Adventures in Fiberglass by Owen Davies

Issue 178

It’s a damp, overcast day at the tail end of Spring and I’m in eastern Tennessee, the bad weather having put a halt to my plans. For the past few days I’ve been in the Smoky Mountains working on a project. I now find myself with an enforced day off, aimlessly driving around in my rental car and looking for something to pass the time.

I turn onto a wide street at the edge of town and join the parade of slow moving cars which presumably have somewhere to go. Having travelled a good portion of the US, I’ve become pretty familiar with the layout of small American towns. As I drive by the usual fast food chains, gas stations and budget motels and move further into town, things start to get a little weird.

I pass a bright blue gift shop with a giant, open mouthed bear’s head for an entrance. Then, a mini golf course complete with a full-sized pirate ship and working waterfall. Unsure if I’ve accidentally driven onto a B-movie set, I continue driving towards what appears to be the New York skyline coming into view over the hill. Sure enough, I see cartoonish reproductions of Manhattan architecture and a minivan-sized King Kong clinging to the side of a tower, made to look as much like the Empire State Building as possible without incurring a lawsuit.

Continuing on I drive by more gift shops adorned with giant fiberglass animals, a collapsed clocktower resting on a movie theatre and finally, the most bizarre sight of the day: a scale replica of the Titanic, some 300 miles from the nearest ocean.

This peculiar journey was my first experience of the city of Pigeon Forge.

Sandwiched between Great Smokey Mountains National Park and Dollywood, Pigeon Forge has evolved from a small mountain town into a vacationers playground, attracting an incredible 11 million visitors annually. The fierce competition for tourist dollars seems to have sparked a boom in creative store design in an effort to persuade people to choose their attraction over the others.

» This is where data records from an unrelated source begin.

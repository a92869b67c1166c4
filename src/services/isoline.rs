use crate::error::{AppError, Result};
use crate::models::{Budget, Coordinates};
use crate::services::flexpolyline;
use async_trait::async_trait;
use geojson::{Feature, FeatureCollection, GeoJson, Geometry, JsonObject, Position, Value};
use reqwest::Client;
use serde::Deserialize;
use std::time::Duration;

pub const HERE_ISOLINE_BASE_URL: &str = "https://isoline.router.hereapi.com/v8/isolines";
const SERVICE: &str = "Isoline";
const DEFAULT_TIMEOUT_SECS: u64 = 15;

#[derive(Debug, Clone, Copy, PartialEq, Eq)]
pub enum IsolineRange {
    Time { seconds: u32 },
    Distance { meters: u32 },
}

impl From<&Budget> for IsolineRange {
    fn from(budget: &Budget) -> Self {
        match *budget {
            Budget::Time { minutes } => IsolineRange::Time {
                seconds: (minutes * 60.0).round() as u32,
            },
            Budget::Distance { km } => IsolineRange::Distance {
                meters: (km * 1000.0).round() as u32,
            },
        }
    }
}

impl IsolineRange {
    fn range_type(&self) -> &'static str {
        match self {
            IsolineRange::Time { .. } => "time",
            IsolineRange::Distance { .. } => "distance",
        }
    }

    fn range_value(&self) -> u32 {
        match *self {
            IsolineRange::Time { seconds } => seconds,
            IsolineRange::Distance { meters } => meters,
        }
    }
}

/// Reachable-area polygon for one origin and range. The payload is returned
/// as-is; see [`to_feature_collection`] for normalization.
#[async_trait]
pub trait IsolineClient: Send + Sync {
    async fn isoline(&self, origin: &Coordinates, range: IsolineRange) -> Result<serde_json::Value>;
}

/// HERE Isoline Routing API v8 client (car).
#[derive(Clone)]
pub struct HereIsolineClient {
    client: Client,
    api_key: String,
    base_url: String,
    timeout: Duration,
}

impl HereIsolineClient {
    pub fn new(api_key: String) -> Self {
        Self::with_config(api_key, HERE_ISOLINE_BASE_URL.to_string())
    }

    pub fn with_config(api_key: String, base_url: String) -> Self {
        HereIsolineClient {
            client: Client::new(),
            api_key,
            base_url,
            timeout: Duration::from_secs(DEFAULT_TIMEOUT_SECS),
        }
    }

    pub fn with_timeout(mut self, timeout: Duration) -> Self {
        self.timeout = timeout;
        self
    }
}

#[async_trait]
impl IsolineClient for HereIsolineClient {
    async fn isoline(
        &self,
        origin: &Coordinates,
        range: IsolineRange,
    ) -> Result<serde_json::Value> {
        let origin_str = format!("{},{}", origin.lat, origin.lng);
        let range_value = range.range_value().to_string();

        tracing::debug!(
            range_type = range.range_type(),
            range_value = range.range_value(),
            "Isoline request: ({:.4}, {:.4}) {} {}",
            origin.lat,
            origin.lng,
            range.range_type(),
            range.range_value()
        );

        let response = self
            .client
            .get(&self.base_url)
            .header("Accept", "application/json")
            .query(&[
                ("transportMode", "car"),
                ("origin", origin_str.as_str()),
                ("range[type]", range.range_type()),
                ("range[values]", range_value.as_str()),
                ("apiKey", self.api_key.as_str()),
            ])
            .timeout(self.timeout)
            .send()
            .await
            .map_err(|e| AppError::upstream(SERVICE, format!("Request failed: {}", e)))?;

        if !response.status().is_success() {
            let status = response.status();
            let error_text = response
                .text()
                .await
                .unwrap_or_else(|_| "Unknown error".to_string());
            tracing::warn!(status = %status, "Isoline HTTP error {}: {}", status, error_text);
            return Err(AppError::upstream_status(
                SERVICE,
                status.as_u16(),
                error_text,
            ));
        }

        response
            .json()
            .await
            .map_err(|e| AppError::upstream(SERVICE, format!("Failed to parse response: {}", e)))
    }
}

// HERE isoline payload

#[derive(Debug, Deserialize)]
struct HereResponse {
    #[serde(default)]
    isolines: Vec<HereIsoline>,
}

#[derive(Debug, Deserialize)]
struct HereIsoline {
    #[serde(default)]
    range: Option<HereRange>,
    #[serde(default)]
    polygons: Vec<HerePolygon>,
}

#[derive(Debug, Deserialize)]
#[serde(untagged)]
enum HereRange {
    Object { value: f64 },
    Number(f64),
}

#[derive(Debug, Deserialize)]
struct HerePolygon {
    outer: Option<HereRing>,
    #[serde(default)]
    inner: Vec<HereRing>,
}

#[derive(Debug, Deserialize)]
#[serde(untagged)]
enum HereRing {
    /// Flexible polyline, `(lat, lng)` order
    Encoded(String),
    /// `[lng, lat]` positions
    Positions(Vec<Position>),
    Geometry { coordinates: Vec<Position> },
}

impl HereRing {
    fn into_positions(self) -> Option<Vec<Position>> {
        let positions = match self {
            HereRing::Encoded(encoded) => match flexpolyline::decode(&encoded) {
                Ok(points) => points.into_iter().map(|(lat, lng)| vec![lng, lat]).collect(),
                Err(e) => {
                    tracing::warn!("Skipping undecodable isoline ring: {}", e);
                    return None;
                }
            },
            HereRing::Positions(positions) | HereRing::Geometry { coordinates: positions } => {
                positions
            }
        };

        if positions.iter().any(|p| p.len() < 2) {
            return None;
        }
        Some(positions)
    }
}

/// Append the first position when the ring does not already end on it.
pub fn close_ring(mut ring: Vec<Position>) -> Vec<Position> {
    if let (Some(first), Some(last)) = (ring.first(), ring.last()) {
        if first.len() >= 2 && last.len() >= 2 && (first[0] != last[0] || first[1] != last[1]) {
            let first = first.clone();
            ring.push(first);
        }
    }
    ring
}

fn polygon_feature(rings: Vec<Vec<Position>>, range: Option<f64>) -> Feature {
    let mut properties = JsonObject::new();
    if let Some(range) = range {
        properties.insert("range".to_string(), serde_json::json!(range));
    }

    Feature {
        bbox: None,
        geometry: Some(Geometry::new(Value::Polygon(rings))),
        id: None,
        properties: Some(properties),
        foreign_members: None,
    }
}

fn from_here(raw: HereResponse) -> FeatureCollection {
    let mut features = Vec::new();

    for isoline in raw.isolines {
        let range = isoline.range.map(|r| match r {
            HereRange::Object { value } | HereRange::Number(value) => value,
        });

        for polygon in isoline.polygons {
            let Some(outer) = polygon.outer.and_then(HereRing::into_positions) else {
                continue;
            };

            let mut rings = vec![close_ring(outer)];
            rings.extend(
                polygon
                    .inner
                    .into_iter()
                    .filter_map(HereRing::into_positions)
                    .map(close_ring),
            );

            features.push(polygon_feature(rings, range));
        }
    }

    FeatureCollection {
        bbox: None,
        features,
        foreign_members: None,
    }
}

fn single_feature(feature: Feature) -> FeatureCollection {
    FeatureCollection {
        bbox: None,
        features: vec![feature],
        foreign_members: None,
    }
}

/// Normalize an isoline payload into a FeatureCollection.
///
/// A FeatureCollection passes through unchanged, a bare Feature or Geometry
/// is wrapped, and a HERE `isolines[].polygons[]` payload is converted into
/// one Polygon feature per outer ring (holes attached) with the numeric
/// range stored in the `range` property. Anything else yields an empty
/// collection.
pub fn to_feature_collection(raw: &serde_json::Value) -> Result<FeatureCollection> {
    if raw.get("type").is_some() {
        let geojson: GeoJson = serde_json::from_value(raw.clone()).map_err(|e| {
            AppError::upstream(SERVICE, format!("Malformed GeoJSON payload: {}", e))
        })?;

        return Ok(match geojson {
            GeoJson::FeatureCollection(collection) => collection,
            GeoJson::Feature(feature) => single_feature(feature),
            GeoJson::Geometry(geometry) => single_feature(Feature {
                bbox: None,
                geometry: Some(geometry),
                id: None,
                properties: None,
                foreign_members: None,
            }),
        });
    }

    if raw.get("isolines").is_some() {
        let here: HereResponse = serde_json::from_value(raw.clone()).map_err(|e| {
            AppError::upstream(SERVICE, format!("Malformed isoline payload: {}", e))
        })?;
        return Ok(from_here(here));
    }

    tracing::warn!("Unrecognized isoline payload, treating as empty region");
    Ok(FeatureCollection {
        bbox: None,
        features: Vec::new(),
        foreign_members: None,
    })
}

I spent the two afternoons photographing Pigeon Forge during the Spring shoulder season, when tourist numbers are relatively low and the city is limbering up for the summer rush. Walking the length of the Parkway, I photographed this extraordinary collection of outlandish buildings mostly from the roadside, or the fringes of their vast (and mostly empty) parking lots.

Adventures In Fiberglass serves as a record of my impression of the wonderful, wacky world of Pigeon Forge, a place where the surreal punctuates the banal and the spirit of American commercialism is on full and joyfully unabashed display.

Owen Davies (he/him) is from Chelmsford, UK and lives and works in New York City.